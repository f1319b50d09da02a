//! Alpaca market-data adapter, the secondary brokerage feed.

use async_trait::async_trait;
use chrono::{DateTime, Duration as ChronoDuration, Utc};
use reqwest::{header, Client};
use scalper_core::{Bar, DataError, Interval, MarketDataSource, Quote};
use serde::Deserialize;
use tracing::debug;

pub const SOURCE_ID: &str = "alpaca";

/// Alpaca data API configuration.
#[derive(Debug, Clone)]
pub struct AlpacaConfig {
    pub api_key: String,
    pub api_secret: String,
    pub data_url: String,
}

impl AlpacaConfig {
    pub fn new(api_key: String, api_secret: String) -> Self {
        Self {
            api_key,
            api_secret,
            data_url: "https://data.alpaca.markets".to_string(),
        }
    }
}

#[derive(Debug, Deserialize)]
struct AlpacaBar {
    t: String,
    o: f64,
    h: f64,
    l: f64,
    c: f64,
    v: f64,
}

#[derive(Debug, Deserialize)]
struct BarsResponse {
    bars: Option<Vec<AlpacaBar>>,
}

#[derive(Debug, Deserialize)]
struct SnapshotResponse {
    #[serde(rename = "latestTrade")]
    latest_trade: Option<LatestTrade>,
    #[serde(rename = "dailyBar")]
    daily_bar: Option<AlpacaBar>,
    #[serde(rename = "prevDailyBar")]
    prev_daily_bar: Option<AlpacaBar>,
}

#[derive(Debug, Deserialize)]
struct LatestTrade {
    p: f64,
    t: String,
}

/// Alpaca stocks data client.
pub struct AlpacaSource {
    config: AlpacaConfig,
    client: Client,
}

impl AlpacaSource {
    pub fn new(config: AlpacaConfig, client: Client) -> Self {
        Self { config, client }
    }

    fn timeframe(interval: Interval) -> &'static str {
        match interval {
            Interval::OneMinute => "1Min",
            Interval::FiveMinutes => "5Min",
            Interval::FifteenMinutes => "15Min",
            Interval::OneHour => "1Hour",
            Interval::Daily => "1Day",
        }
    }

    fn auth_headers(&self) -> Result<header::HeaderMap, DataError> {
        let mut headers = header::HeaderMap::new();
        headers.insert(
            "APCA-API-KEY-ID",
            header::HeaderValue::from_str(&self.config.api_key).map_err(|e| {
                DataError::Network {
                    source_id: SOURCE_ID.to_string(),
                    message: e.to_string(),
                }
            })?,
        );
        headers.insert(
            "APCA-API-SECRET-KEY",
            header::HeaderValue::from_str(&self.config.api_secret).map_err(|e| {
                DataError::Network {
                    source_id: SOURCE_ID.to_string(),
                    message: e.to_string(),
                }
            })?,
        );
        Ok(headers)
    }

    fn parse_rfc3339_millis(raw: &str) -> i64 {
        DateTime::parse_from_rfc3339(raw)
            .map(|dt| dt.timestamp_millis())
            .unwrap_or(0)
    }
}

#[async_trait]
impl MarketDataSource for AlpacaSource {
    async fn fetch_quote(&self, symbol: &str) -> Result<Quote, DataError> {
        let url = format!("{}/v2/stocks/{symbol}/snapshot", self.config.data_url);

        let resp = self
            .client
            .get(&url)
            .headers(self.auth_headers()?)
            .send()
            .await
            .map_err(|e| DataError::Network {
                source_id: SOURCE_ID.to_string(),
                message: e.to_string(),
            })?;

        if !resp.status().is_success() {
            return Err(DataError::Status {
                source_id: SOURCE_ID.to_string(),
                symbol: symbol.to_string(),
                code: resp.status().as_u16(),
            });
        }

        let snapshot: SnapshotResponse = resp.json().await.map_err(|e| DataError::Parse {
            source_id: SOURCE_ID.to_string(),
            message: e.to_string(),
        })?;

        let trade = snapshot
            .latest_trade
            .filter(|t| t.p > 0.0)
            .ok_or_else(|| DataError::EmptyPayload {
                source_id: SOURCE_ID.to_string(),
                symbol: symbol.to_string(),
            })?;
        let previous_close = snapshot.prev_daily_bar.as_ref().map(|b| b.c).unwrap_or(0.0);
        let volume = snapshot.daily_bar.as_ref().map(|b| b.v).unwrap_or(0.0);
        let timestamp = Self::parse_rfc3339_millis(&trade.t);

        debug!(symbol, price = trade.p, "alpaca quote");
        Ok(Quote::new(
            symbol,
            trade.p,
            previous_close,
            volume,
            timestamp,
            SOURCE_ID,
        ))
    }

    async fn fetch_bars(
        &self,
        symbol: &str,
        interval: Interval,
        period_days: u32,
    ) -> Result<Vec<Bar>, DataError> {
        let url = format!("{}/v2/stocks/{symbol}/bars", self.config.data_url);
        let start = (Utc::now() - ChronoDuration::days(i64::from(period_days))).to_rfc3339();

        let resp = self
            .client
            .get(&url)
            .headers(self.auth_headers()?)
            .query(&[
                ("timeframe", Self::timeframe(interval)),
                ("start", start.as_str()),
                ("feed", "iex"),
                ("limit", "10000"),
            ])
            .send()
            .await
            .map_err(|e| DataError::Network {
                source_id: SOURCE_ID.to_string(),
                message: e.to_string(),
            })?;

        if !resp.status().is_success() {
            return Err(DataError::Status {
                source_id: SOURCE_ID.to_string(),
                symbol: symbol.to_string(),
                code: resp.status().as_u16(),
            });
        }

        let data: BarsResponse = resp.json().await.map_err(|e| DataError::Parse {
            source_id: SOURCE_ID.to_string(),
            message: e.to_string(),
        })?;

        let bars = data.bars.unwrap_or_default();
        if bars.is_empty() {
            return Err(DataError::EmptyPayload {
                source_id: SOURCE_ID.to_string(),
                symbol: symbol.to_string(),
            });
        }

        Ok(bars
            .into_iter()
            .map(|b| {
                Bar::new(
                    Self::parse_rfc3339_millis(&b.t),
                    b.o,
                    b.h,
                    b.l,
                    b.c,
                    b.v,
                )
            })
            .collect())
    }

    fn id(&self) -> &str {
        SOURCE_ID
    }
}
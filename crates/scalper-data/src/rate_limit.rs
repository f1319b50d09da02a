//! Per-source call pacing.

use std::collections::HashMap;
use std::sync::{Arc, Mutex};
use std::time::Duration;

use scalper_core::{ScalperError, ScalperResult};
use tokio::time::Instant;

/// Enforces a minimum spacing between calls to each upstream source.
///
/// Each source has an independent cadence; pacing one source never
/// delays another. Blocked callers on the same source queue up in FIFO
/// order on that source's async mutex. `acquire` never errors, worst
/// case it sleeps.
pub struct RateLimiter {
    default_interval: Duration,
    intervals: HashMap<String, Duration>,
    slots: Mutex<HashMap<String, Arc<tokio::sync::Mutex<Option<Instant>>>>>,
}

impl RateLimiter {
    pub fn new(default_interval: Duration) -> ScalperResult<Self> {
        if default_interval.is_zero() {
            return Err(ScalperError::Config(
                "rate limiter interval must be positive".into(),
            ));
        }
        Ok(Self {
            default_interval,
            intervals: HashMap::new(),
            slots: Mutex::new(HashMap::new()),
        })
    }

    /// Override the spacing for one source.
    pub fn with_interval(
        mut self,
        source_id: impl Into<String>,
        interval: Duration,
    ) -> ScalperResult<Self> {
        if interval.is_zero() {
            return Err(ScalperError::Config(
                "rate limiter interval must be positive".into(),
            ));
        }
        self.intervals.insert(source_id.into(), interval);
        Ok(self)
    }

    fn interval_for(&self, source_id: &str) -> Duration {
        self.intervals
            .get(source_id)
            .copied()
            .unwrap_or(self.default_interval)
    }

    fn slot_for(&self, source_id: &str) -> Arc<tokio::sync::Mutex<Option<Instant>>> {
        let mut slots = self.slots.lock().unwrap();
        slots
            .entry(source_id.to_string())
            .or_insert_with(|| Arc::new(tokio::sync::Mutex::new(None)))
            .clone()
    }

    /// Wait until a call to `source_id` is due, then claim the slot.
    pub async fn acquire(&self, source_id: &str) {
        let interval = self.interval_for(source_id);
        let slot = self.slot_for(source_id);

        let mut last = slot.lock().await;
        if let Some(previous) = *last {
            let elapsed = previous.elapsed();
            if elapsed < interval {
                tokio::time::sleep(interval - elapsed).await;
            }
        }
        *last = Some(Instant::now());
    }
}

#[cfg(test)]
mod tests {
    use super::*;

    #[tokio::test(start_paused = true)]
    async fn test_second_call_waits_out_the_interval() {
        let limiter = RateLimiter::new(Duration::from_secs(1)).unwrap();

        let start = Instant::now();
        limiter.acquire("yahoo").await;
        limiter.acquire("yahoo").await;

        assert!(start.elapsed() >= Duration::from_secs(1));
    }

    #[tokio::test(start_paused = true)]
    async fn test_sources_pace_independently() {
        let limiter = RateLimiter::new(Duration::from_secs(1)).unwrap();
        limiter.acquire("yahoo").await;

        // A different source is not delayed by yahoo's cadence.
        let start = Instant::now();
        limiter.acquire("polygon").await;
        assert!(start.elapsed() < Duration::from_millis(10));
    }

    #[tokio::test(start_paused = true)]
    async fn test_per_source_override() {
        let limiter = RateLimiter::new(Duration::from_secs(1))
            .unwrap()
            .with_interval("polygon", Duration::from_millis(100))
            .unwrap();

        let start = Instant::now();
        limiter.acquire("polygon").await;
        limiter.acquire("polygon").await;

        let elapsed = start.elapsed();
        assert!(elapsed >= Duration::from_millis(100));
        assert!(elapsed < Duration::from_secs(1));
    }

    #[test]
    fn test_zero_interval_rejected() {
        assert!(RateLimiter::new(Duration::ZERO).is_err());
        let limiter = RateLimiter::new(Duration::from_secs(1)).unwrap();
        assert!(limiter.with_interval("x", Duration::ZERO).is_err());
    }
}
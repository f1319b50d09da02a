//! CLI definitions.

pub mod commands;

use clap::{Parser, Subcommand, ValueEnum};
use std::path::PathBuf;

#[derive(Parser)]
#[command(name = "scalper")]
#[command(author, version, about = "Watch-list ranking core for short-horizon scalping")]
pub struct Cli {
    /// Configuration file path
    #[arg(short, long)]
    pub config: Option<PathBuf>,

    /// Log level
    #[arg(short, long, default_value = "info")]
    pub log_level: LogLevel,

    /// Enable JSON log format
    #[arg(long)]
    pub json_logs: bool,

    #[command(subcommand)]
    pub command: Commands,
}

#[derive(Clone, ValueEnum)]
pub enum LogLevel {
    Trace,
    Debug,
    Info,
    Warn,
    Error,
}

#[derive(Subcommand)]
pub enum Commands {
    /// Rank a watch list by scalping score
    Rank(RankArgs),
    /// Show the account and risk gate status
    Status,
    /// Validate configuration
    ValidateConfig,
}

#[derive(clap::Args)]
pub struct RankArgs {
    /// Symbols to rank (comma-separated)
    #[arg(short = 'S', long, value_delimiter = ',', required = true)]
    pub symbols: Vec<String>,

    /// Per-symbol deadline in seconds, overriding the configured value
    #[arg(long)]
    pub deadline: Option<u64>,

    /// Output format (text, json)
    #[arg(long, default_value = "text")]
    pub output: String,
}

WORK REQUIRED: From the data above, copy each line that holds "spacing".

OUTPUT OF THE EXERCISE:
/// Enforces a minimum spacing between calls to each upstream source.
    /// Override the spacing for one source.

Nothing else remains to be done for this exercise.